### PDF to plaintext

Task: Demonstrate how we can extract plain-text content from PDF files. Useful for processing Climate Watch, NDC pdfs (e.g. as can be [downloaded from CAIT](http://cait.wri.org/indc/)). Examples of these pdfs are contained in this repo in the *NDF_pdfs* subfolder.

We will use the [pdfminer](http://euske.github.io/pdfminer/index.html), a pure Python 2.7 (only) library.

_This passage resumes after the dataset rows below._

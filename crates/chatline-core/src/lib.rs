// SPDX-FileCopyrightText: 2026 Chatline Contributors
// SPDX-License-Identifier: MIT OR Apache-2.0

//! Core library for the Chatline webhook bot.
//!
//! This crate provides the trait definitions, error type, and shared types
//! used throughout the Chatline workspace. Adapter crates implement the
//! traits defined here.

pub mod error;
pub mod traits;
pub mod types;

pub use error::ChatlineError;
pub use types::{
    AdapterType, DeliveryTarget, EmbeddingInput, EmbeddingOutput, EventRecord, EventType,
    HealthStatus, OutboundMessage, ProviderMessage, ProviderRequest, ProviderResponse, Role,
    SessionId, TokenUsage, Turn, TurnRole,
};

pub use traits::{ChannelAdapter, EmbeddingAdapter, EventLogAdapter, PluginAdapter, ProviderAdapter};
// SPDX-FileCopyrightText: 2026 Chatline Contributors
// SPDX-License-Identifier: MIT OR Apache-2.0

//! Corpus domain types.

/// A contiguous slice of the reference document.
#[derive(Debug, Clone, PartialEq, Eq)]
pub struct Chunk {
    /// Zero-based position in the document; used as the ranking tie-breaker.
    pub position: usize,
    pub text: String,
}

/// A chunk paired with its similarity to a query.
#[derive(Debug, Clone, PartialEq)]
pub struct ScoredChunk {
    pub chunk: Chunk,
    /// Cosine similarity in `[-1, 1]`; higher is more relevant.
    pub score: f32,
}

/// Cosine similarity between two equal-length vectors.
///
/// Returns 0.0 when either vector has zero magnitude.
pub fn cosine_similarity(a: &[f32], b: &[f32]) -> f32 {
    debug_assert_eq!(a.len(), b.len(), "vectors must have same length");
    let (mut dot, mut norm_a, mut norm_b) = (0.0f32, 0.0f32, 0.0f32);
    for (x, y) in a.iter().zip(b) {
        dot += x * y;
        norm_a += x * x;
        norm_b += y * y;
    }
    if norm_a == 0.0 || norm_b == 0.0 {
        return 0.0;
    }
    dot / (norm_a.sqrt() * norm_b.sqrt())
}
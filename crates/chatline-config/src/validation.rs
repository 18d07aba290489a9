// SPDX-FileCopyrightText: 2026 Chatline Contributors
// SPDX-License-Identifier: MIT OR Apache-2.0

//! Post-deserialization validation for configuration values.
//!
//! Checks the semantic constraints serde cannot express: hour ranges, window
//! overlap, interval ordering, and mode-specific requirements.

use crate::diagnostic::ConfigError;
use crate::model::{ChatlineConfig, ResponderMode, WindowConfig};

/// Validate a deserialized configuration for semantic correctness.
///
/// Returns every violation found rather than stopping at the first one.
pub fn validate_config(config: &ChatlineConfig) -> Result<(), Vec<ConfigError>> {
    let mut errors = Vec::new();

    validate_agent(config, &mut errors);
    validate_server(config, &mut errors);
    validate_openai(config, &mut errors);
    validate_corpus(config, &mut errors);
    validate_push(config, &mut errors);

    if config.event_log.path.trim().is_empty() {
        errors.push(ConfigError::validation("event_log.path must not be empty"));
    }

    if config.agent.mode == ResponderMode::Inventory && config.inventory.branch_id.trim().is_empty()
    {
        errors.push(ConfigError::validation(
            "inventory.branch_id must be set when agent.mode is `inventory`",
        ));
    }

    if errors.is_empty() {
        Ok(())
    } else {
        Err(errors)
    }
}

fn validate_agent(config: &ChatlineConfig, errors: &mut Vec<ConfigError>) {
    let agent = &config.agent;
    if agent.reply_delay_min_ms > agent.reply_delay_max_ms {
        errors.push(ConfigError::validation(format!(
            "agent.reply_delay_min_ms ({}) must not exceed agent.reply_delay_max_ms ({})",
            agent.reply_delay_min_ms, agent.reply_delay_max_ms
        )));
    }
    if agent.request_timeout_secs == 0 {
        errors.push(ConfigError::validation(
            "agent.request_timeout_secs must be at least 1",
        ));
    }
    if agent.apology_message.trim().is_empty() {
        errors.push(ConfigError::validation(
            "agent.apology_message must not be empty",
        ));
    }
}

fn validate_server(config: &ChatlineConfig, errors: &mut Vec<ConfigError>) {
    let host = config.server.host.trim();
    if host.is_empty() {
        errors.push(ConfigError::validation("server.host must not be empty"));
    } else if host.parse::<std::net::IpAddr>().is_err()
        && !host
            .chars()
            .all(|c| c.is_alphanumeric() || c == '.' || c == '-')
    {
        errors.push(ConfigError::validation(format!(
            "server.host `{host}` is not a valid IP address or hostname"
        )));
    }

    if !config.server.webhook_path.starts_with('/') {
        errors.push(ConfigError::validation(format!(
            "server.webhook_path `{}` must start with `/`",
            config.server.webhook_path
        )));
    }
}

fn validate_openai(config: &ChatlineConfig, errors: &mut Vec<ConfigError>) {
    let temperature = config.openai.temperature;
    if !(0.0..=2.0).contains(&temperature) {
        errors.push(ConfigError::validation(format!(
            "openai.temperature must be between 0 and 2, got {temperature}"
        )));
    }
    if config.openai.timeout_secs == 0 {
        errors.push(ConfigError::validation(
            "openai.timeout_secs must be at least 1",
        ));
    }
}

fn validate_corpus(config: &ChatlineConfig, errors: &mut Vec<ConfigError>) {
    let corpus = &config.corpus;
    if corpus.chunk_size == 0 {
        errors.push(ConfigError::validation(
            "corpus.chunk_size must be greater than 0",
        ));
    } else if corpus.chunk_overlap >= corpus.chunk_size {
        errors.push(ConfigError::validation(format!(
            "corpus.chunk_overlap ({}) must be smaller than corpus.chunk_size ({})",
            corpus.chunk_overlap, corpus.chunk_size
        )));
    }
    if corpus.top_k == 0 {
        errors.push(ConfigError::validation("corpus.top_k must be greater than 0"));
    }
    if corpus.embed_batch_size == 0 {
        errors.push(ConfigError::validation(
            "corpus.embed_batch_size must be greater than 0",
        ));
    }
    if config.agent.mode == ResponderMode::Retrieval && corpus.path.trim().is_empty() {
        errors.push(ConfigError::validation(
            "corpus.path must be set when agent.mode is `retrieval`",
        ));
    }
}

fn validate_push(config: &ChatlineConfig, errors: &mut Vec<ConfigError>) {
    let push = &config.push;

    check_window("push.morning_window", &push.morning_window, errors);
    check_window("push.night_window", &push.night_window, errors);
    if push.morning_window.overlaps(&push.night_window) {
        errors.push(ConfigError::validation(
            "push.morning_window and push.night_window must not overlap",
        ));
    }

    if push.min_interval_secs == 0 {
        errors.push(ConfigError::validation(
            "push.min_interval_secs must be at least 1",
        ));
    }
    if push.min_interval_secs > push.max_interval_secs {
        errors.push(ConfigError::validation(format!(
            "push.min_interval_secs ({}) must not exceed push.max_interval_secs ({})",
            push.min_interval_secs, push.max_interval_secs
        )));
    }

    if push.enabled {
        if push.morning_greetings.is_empty() {
            errors.push(ConfigError::validation(
                "push.morning_greetings must not be empty when push is enabled",
            ));
        }
        if push.night_greetings.is_empty() {
            errors.push(ConfigError::validation(
                "push.night_greetings must not be empty when push is enabled",
            ));
        }
    }

    if let Some(offset) = push.utc_offset_hours
        && !(-12..=14).contains(&offset)
    {
        errors.push(ConfigError::validation(format!(
            "push.utc_offset_hours must be between -12 and 14, got {offset}"
        )));
    }

    if push.demo_enabled && push.demo_interval_secs == 0 {
        errors.push(ConfigError::validation(
            "push.demo_interval_secs must be at least 1",
        ));
    }
}

fn check_window(name: &str, window: &WindowConfig, errors: &mut Vec<ConfigError>) {
    if window.start_hour >= 24 || window.end_hour > 24 {
        errors.push(ConfigError::validation(format!(
            "{name} hours must be within 0..=24, got {}..{}",
            window.start_hour, window.end_hour
        )));
    }
    if window.start_hour >= window.end_hour {
        errors.push(ConfigError::validation(format!(
            "{name}.start_hour ({}) must be before end_hour ({})",
            window.start_hour, window.end_hour
        )));
    }
}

Note. I also investigated [PyPDF2](https://pythonhosted.org/PyPDF2/PdfFileReader.html) but found it produced poorer results.

In [1]:
from pdfminer.pdfinterp import PDFResourceManager, PDFPageInterpreter
from pdfminer.converter import TextConverter
from pdfminer.layout import LAParams
from pdfminer.pdfpage import PDFPage
from pprint import pprint
from cStringIO import StringIO
from tqdm import tqdm

In [2]:
def clean_block(text):
    if '\r' in text:
        test = ''.join(text.split('\r'))
    if '\t' in test:    
        text = ''.join(text.split('\t'))
    if '\n' in test:
        text = ''.join(text.split('\n'))
    return text

def convert_pdf_to_txt(path, clean=False):
    rsrcmgr = PDFResourceManager()
    retstr = StringIO()
    codec = 'utf-8'
    laparams = LAParams()
    device = TextConverter(rsrcmgr, retstr, codec=codec, laparams=laparams)
    fp = file(path, 'rb')
    interpreter = PDFPageInterpreter(rsrcmgr, device)
    password = ""
    maxpages = 0
    caching = True
    pagenos=set()
    for page in PDFPage.get_pages(fp, pagenos, maxpages=maxpages, password=password,caching=caching, check_extractable=True):
        interpreter.process_page(page)
    fp.close()
    device.close()
    text = retstr.getvalue()
    retstr.close()
    if clean:
        text = clean_block(text)
    # append utf-8 tag
    utf_tag = "<meta http-equiv='Content-Type' content='text/html; charset=utf-8'>"
    text=''.join([utf_tag, text])
    # replace crappy ’ character with '
    text=text.replace("’","'")
    # replace \xef\x82\xb7 which renders as , with the asterisk unicode character (*)
    text=text.replace("\xef\x82\xb7", "*")
    text=text.replace("\xef\x82\x9f", "*")
    # replace \xe2\x80\x93 which renders as a dash (-)
    text=text.replace("\xe2\x80\x93","-")
    # replace \xe2\x80\x9c (“) and \xe2\x80\x9d with escaped double-quote /"
    text=text.replace("\xe2\x80\x9c","\"")
    text=text.replace("\xe2\x80\x9d","\"")
    # remove \x0c
    text=text.replace("\x0c","")
    # Remove the page numbers (be careful here this doesnt affect tables...)
    pg = 1
    while "\n\n{0} \n".format(pg) in text:
        page_number="\n\n{0} \n".format(pg)
        #print(page_number)
        #print(page_number in text)
        text=text.replace(page_number,"")
        pg+=1
    return text

In [7]:
fname = "./pdfs/NDC/iNDC Per\xc2\xa3 castellano.pdf"
test = convert_pdf_to_txt(fname, clean=False)

In [9]:
#test

Save the plain text to a file as follows.

In [None]:
with open("./pdfs/test.txt", "w") as text_file:
    text_file.write(test)

### Looping over files

To process multiple files, you can identify the target files, and process them all using the following.
After which, you can add Markdown style, and then convert to html using pandoc via `pandoc input.md -o output.html`

In [3]:
import os

In [33]:
pdf_directory = './pdfs/INDC/'
files = [ filename for filename in os.listdir(pdf_directory) if filename.endswith('.pdf')]

In [34]:
if not os.path.exists(pdf_directory + 'text_files/'):
    os.mkdir(pdf_directory + 'text_files/')
for fname in tqdm(files):
    target = ''.join([pdf_directory,'/', fname])
    text = convert_pdf_to_txt(path=target, clean=False)
    output_file=fname.replace(".pdf",'.md')
    with open(pdf_directory + 'text_files/' + output_file, "w") as text_file:
        text_file.write(text)

100%|██████████| 206/206 [10:00<00:00,  2.12s/it]